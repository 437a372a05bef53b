//! # Lines
//!
//! Lines whose width is measured in screen pixels (or, optionally, world units)
//! instead of being fixed at one pixel by the rasterizer.
//!
//! - [`LineSegmentsGeometry`] / [`LineGeometry`] hold disjoint segments and
//!   connected polylines.
//! - [`LineMaterial`] holds width, color, dashing and the render resolution.
//! - [`LineSegments2`] pairs the two and implements bounds and picking.
//! - [`Line2`] is the polyline node built on top of it.

pub mod kind;
pub mod line;
pub mod line_geometry;
pub mod line_material;
pub mod line_segments;
pub mod segments_geometry;

pub use kind::NodeKind;
pub use line::{Line2, SharedLineGeometry};
pub use line_geometry::LineGeometry;
pub use line_material::{
    hex_to_rgb, random_color, LineMaterial, LineMaterialParameters, LineUniform, MAX_COLOR,
};
pub use line_segments::{shared, LineSegments2, Shared, SharedLineMaterial, TransformUniform};
pub use segments_geometry::{LineSegmentsGeometry, SegmentGeometry, SegmentInstance};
# # # # # # #
Every entry should be restated word for word.

_EXERCISE OUTPUT_
repository 437a372a05bef53b
//! # Lines
//!
//! Lines whose width is measured in screen pixels (or, optionally, world units)
//! instead of being fixed at one pixel by the rasterizer.
//!
//! - [`LineSegmentsGeometry`] / [`LineGeometry`] hold disjoint segments and
//!   connected polylines.
//! - [`LineMaterial`] holds width, color, dashing and the render resolution.
//! - [`LineSegments2`] pairs the two and implements bounds and picking.
//! - [`Line2`] is the polyline node built on top of it.

pub mod kind;
pub mod line;
pub mod line_geometry;
pub mod line_material;
pub mod line_segments;
pub mod segments_geometry;

pub use kind::NodeKind;
pub use line::{Line2, SharedLineGeometry};
pub use line_geometry::LineGeometry;
pub use line_material::{
    hex_to_rgb, random_color, LineMaterial, LineMaterialParameters, LineUniform, MAX_COLOR,
};
pub use line_segments::{shared, LineSegments2, Shared, SharedLineMaterial, TransformUniform};
pub use segments_geometry::{LineSegmentsGeometry, SegmentGeometry, SegmentInstance};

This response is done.